[WHAT THE EXERCISE ASKS]: Output exactly the lines below, starting with the line that has "Self::new()" and going on through the line that has "let reason = self.ready_reason()?;", both included, and no other lines.
[Start of section]
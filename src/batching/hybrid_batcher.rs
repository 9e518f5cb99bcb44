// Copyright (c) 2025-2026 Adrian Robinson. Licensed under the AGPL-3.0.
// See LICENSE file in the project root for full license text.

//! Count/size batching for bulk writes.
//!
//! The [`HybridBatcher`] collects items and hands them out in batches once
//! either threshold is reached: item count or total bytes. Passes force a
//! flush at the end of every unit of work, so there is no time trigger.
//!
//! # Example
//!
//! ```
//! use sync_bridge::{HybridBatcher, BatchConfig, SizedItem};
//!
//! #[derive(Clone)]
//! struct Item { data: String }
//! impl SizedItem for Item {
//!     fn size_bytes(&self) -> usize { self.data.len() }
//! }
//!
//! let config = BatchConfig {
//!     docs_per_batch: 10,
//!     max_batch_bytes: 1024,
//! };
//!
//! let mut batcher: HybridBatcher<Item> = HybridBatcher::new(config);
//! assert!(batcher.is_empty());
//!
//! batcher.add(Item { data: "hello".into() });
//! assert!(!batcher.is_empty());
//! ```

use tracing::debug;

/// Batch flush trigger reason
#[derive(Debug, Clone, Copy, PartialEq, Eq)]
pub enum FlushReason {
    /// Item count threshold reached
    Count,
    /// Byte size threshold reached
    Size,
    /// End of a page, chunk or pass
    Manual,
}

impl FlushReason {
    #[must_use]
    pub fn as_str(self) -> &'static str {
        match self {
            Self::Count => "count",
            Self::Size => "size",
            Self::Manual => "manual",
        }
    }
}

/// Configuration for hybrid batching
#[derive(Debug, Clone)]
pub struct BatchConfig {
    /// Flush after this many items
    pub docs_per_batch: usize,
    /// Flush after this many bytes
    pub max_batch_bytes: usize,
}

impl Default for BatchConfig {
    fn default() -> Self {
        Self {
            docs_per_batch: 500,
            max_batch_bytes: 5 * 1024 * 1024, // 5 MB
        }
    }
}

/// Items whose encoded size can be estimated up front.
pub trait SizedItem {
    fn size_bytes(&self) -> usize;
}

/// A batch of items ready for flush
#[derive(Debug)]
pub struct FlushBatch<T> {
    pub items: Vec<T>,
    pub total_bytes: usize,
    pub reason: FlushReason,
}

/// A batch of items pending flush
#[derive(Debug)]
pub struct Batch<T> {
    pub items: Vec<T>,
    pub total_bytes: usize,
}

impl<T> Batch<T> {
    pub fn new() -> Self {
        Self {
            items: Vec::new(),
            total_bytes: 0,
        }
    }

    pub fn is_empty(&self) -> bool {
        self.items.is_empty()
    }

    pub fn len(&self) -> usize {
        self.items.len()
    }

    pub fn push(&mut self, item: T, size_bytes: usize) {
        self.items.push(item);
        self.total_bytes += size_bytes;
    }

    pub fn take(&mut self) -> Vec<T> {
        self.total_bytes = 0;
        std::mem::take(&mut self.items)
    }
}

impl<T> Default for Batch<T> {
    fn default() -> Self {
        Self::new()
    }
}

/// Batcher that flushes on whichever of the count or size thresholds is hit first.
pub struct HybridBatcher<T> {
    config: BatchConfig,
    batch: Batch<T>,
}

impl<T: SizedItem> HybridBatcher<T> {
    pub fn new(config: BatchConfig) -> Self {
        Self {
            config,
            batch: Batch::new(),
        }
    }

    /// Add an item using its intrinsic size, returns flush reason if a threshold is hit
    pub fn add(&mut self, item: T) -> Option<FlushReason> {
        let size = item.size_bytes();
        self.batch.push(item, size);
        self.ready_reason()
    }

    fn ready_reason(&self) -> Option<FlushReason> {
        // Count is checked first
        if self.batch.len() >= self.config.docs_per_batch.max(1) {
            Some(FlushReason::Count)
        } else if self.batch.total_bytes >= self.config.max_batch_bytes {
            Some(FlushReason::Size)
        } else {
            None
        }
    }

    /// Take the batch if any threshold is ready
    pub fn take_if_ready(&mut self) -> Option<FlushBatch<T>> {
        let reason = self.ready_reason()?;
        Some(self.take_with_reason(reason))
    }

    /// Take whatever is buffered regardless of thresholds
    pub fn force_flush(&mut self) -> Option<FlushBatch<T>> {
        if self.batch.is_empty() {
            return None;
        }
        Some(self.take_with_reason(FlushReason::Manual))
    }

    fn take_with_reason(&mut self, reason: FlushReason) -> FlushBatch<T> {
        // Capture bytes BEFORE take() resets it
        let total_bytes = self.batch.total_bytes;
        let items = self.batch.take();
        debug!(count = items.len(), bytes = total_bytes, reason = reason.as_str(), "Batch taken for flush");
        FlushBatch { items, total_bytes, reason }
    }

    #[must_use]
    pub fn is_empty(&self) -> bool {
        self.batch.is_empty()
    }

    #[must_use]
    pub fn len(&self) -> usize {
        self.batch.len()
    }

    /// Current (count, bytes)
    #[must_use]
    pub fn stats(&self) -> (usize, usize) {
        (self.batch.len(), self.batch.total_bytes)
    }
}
[End of section]
[Start of section]
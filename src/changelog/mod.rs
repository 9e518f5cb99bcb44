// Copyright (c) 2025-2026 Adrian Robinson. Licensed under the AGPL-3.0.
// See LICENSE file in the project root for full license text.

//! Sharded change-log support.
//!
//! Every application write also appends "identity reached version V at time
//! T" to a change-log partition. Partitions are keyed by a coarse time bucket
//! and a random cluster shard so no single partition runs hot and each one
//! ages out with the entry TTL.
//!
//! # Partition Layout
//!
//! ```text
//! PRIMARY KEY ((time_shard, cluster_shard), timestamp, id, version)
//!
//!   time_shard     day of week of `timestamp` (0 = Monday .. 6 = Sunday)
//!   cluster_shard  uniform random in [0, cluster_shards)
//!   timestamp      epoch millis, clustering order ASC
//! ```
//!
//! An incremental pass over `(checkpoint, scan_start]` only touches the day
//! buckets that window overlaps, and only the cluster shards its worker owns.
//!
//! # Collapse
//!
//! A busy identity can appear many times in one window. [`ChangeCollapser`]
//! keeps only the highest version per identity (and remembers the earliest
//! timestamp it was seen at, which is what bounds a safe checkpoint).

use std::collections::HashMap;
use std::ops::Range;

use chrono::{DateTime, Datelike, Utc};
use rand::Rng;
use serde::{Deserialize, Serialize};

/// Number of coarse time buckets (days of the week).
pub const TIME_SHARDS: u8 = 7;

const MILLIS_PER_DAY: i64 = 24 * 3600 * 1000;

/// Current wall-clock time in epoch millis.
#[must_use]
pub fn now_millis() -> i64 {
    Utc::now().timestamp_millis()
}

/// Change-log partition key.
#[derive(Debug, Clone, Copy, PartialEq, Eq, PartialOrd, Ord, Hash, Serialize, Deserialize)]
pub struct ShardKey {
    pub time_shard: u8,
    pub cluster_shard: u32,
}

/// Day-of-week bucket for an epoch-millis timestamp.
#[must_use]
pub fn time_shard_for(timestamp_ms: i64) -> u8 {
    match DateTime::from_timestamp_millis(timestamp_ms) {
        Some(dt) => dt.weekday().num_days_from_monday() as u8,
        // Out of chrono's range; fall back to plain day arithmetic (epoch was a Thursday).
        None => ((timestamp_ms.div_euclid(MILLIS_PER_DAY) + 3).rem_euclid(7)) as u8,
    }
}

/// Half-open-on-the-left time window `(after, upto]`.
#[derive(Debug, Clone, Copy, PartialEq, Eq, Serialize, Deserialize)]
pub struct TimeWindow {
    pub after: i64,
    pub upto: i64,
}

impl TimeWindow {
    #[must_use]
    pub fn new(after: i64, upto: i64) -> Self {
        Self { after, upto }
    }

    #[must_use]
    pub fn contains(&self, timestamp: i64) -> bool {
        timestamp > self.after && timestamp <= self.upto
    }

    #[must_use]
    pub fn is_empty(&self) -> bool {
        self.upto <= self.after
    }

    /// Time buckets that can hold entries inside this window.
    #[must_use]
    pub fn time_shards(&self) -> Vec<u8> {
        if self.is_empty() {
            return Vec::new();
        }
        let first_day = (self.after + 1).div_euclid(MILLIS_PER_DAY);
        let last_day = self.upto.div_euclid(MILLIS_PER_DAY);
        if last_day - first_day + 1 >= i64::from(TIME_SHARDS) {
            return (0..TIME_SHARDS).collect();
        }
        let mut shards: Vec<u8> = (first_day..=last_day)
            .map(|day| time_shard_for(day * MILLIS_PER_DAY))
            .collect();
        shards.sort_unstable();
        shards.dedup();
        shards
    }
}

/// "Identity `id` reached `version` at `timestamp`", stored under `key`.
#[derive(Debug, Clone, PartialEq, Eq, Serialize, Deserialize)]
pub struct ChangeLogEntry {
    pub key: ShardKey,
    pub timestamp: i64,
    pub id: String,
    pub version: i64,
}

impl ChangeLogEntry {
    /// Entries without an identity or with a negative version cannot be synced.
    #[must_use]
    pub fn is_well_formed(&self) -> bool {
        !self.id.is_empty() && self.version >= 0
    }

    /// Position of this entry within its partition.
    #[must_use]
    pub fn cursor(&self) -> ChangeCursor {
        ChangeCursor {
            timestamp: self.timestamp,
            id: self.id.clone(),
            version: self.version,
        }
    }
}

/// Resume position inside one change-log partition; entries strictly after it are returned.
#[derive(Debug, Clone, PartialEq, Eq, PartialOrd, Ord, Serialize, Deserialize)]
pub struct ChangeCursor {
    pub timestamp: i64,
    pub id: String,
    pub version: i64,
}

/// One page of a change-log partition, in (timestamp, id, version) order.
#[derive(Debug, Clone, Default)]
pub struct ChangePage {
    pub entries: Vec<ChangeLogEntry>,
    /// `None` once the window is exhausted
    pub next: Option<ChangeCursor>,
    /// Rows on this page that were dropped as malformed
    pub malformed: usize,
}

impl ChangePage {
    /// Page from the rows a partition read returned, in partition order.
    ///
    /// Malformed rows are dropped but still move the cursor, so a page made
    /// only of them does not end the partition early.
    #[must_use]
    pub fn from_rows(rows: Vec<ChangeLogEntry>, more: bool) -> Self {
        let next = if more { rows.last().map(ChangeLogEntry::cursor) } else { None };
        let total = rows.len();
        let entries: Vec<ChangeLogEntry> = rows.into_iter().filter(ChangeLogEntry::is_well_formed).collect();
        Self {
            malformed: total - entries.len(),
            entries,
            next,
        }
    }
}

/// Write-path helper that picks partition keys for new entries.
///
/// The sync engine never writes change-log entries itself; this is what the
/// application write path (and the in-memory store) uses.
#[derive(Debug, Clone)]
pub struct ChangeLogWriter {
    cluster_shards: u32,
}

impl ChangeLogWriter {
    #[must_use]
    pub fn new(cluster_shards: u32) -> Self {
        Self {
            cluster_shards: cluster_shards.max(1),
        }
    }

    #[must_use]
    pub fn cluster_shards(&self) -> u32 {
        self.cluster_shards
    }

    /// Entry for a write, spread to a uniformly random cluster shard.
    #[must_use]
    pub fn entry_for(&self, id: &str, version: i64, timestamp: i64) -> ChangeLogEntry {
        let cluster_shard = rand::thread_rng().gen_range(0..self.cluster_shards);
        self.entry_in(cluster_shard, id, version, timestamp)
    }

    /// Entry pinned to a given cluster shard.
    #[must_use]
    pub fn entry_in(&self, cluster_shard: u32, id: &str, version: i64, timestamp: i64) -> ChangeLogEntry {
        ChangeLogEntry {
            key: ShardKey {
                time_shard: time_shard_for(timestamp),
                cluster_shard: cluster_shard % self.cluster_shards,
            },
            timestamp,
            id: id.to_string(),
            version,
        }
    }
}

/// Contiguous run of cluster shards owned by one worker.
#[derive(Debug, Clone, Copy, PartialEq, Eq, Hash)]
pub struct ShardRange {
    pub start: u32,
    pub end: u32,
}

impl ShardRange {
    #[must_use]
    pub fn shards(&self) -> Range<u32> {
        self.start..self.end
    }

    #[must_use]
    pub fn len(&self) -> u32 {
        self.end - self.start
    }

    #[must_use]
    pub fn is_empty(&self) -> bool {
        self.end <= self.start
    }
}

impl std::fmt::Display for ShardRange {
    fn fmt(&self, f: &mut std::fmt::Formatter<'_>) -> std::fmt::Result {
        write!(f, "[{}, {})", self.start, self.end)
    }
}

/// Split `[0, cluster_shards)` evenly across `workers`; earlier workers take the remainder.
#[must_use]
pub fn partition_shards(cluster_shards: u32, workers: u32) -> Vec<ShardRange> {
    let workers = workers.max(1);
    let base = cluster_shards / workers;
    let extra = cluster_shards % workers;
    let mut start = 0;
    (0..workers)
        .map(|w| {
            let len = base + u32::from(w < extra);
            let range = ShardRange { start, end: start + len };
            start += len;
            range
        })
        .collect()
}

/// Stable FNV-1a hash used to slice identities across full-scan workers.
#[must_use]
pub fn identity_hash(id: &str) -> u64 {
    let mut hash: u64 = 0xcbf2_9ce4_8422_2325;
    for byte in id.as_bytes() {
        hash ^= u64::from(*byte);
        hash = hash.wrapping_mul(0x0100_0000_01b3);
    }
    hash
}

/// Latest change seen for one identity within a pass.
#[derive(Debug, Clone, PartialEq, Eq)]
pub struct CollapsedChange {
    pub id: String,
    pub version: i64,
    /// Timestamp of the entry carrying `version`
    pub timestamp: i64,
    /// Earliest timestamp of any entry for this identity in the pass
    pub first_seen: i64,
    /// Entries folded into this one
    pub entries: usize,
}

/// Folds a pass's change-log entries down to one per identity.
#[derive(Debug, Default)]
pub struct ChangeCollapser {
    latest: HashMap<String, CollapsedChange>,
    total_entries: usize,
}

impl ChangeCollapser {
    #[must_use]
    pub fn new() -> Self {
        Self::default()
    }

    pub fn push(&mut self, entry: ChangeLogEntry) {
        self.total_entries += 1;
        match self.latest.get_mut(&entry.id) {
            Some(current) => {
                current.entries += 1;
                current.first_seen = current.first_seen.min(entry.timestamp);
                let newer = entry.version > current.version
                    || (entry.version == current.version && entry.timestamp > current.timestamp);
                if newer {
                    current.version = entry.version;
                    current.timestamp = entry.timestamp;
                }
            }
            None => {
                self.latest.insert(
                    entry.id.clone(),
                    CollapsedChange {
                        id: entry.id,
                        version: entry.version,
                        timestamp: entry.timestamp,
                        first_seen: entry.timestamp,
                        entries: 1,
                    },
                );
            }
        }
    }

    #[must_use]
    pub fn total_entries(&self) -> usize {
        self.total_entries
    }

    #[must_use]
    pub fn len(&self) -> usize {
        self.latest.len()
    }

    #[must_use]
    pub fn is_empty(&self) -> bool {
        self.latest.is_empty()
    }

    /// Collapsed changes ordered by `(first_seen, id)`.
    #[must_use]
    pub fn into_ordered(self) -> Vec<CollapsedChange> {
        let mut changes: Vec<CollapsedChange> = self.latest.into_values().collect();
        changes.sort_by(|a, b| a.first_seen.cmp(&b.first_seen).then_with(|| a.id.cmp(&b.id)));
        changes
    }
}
[End of section]
[Start of section]
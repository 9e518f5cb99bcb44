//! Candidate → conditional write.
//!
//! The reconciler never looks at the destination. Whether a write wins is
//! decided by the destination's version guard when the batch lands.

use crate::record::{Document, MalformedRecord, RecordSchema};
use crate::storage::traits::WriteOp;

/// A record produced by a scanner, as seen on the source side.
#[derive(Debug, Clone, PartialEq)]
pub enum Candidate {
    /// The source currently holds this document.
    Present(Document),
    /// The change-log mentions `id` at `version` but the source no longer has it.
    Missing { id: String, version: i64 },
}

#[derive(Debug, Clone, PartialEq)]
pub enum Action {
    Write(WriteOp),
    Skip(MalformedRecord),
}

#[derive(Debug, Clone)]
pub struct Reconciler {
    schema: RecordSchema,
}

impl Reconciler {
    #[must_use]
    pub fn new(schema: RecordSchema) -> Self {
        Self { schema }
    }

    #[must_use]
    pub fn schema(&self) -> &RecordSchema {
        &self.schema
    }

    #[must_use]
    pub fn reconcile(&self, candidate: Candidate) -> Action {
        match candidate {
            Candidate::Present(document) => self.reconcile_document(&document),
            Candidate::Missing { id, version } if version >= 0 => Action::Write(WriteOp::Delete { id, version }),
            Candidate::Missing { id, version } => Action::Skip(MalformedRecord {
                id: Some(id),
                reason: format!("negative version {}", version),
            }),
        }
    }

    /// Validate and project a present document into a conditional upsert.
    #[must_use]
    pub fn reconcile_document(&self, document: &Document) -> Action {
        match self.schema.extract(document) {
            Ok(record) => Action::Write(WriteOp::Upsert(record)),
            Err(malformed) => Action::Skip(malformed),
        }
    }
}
[End of section]
[SOLVED PROBLEM]:
        Self::new()
    }
}

/// Batcher that flushes on whichever of the count or size thresholds is hit first.
pub struct HybridBatcher<T> {
    config: BatchConfig,
    batch: Batch<T>,
}

impl<T: SizedItem> HybridBatcher<T> {
    pub fn new(config: BatchConfig) -> Self {
        Self {
            config,
            batch: Batch::new(),
        }
    }

    /// Add an item using its intrinsic size, returns flush reason if a threshold is hit
    pub fn add(&mut self, item: T) -> Option<FlushReason> {
        let size = item.size_bytes();
        self.batch.push(item, size);
        self.ready_reason()
    }

    fn ready_reason(&self) -> Option<FlushReason> {
        // Count is checked first
        if self.batch.len() >= self.config.docs_per_batch.max(1) {
            Some(FlushReason::Count)
        } else if self.batch.total_bytes >= self.config.max_batch_bytes {
            Some(FlushReason::Size)
        } else {
            None
        }
    }

    /// Take the batch if any threshold is ready
    pub fn take_if_ready(&mut self) -> Option<FlushBatch<T>> {
        let reason = self.ready_reason()?;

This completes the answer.